▶ _HOW TO COMPLETE THIS TASK_:
From the entries below, pull out each line where "message" appears.

*** Opening TASK INPUT ***

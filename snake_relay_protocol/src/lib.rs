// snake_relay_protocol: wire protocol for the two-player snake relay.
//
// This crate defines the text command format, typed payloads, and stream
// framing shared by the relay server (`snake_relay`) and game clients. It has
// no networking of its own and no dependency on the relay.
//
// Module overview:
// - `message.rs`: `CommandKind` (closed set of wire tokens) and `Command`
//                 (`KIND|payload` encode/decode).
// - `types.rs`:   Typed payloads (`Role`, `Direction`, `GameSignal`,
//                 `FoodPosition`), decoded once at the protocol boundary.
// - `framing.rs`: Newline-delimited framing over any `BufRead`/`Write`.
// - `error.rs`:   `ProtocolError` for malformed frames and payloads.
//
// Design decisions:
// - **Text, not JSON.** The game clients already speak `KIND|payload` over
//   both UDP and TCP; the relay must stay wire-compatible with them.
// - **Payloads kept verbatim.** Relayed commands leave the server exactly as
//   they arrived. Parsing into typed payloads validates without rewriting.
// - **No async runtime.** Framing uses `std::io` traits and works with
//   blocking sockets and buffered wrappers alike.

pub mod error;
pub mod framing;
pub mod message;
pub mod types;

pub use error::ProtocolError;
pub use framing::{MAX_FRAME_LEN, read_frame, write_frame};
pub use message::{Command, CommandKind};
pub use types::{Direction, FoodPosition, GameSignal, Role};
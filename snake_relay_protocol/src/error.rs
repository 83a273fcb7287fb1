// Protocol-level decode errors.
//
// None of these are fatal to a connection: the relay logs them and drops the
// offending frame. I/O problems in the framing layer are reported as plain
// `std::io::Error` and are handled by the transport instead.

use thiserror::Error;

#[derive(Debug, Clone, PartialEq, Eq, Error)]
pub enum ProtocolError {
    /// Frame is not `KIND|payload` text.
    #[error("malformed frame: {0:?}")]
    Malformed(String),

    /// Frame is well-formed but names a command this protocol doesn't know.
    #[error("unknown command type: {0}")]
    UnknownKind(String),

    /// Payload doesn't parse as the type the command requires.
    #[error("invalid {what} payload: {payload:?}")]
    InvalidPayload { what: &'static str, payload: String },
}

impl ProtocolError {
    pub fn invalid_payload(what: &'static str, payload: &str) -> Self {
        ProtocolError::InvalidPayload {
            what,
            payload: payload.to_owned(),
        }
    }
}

*** Closing TASK INPUT ***

▶ _ANSWER FOR THE TASK_:
// - `message.rs`: `CommandKind` (closed set of wire tokens) and `Command`
pub mod message;
pub use message::{Command, CommandKind};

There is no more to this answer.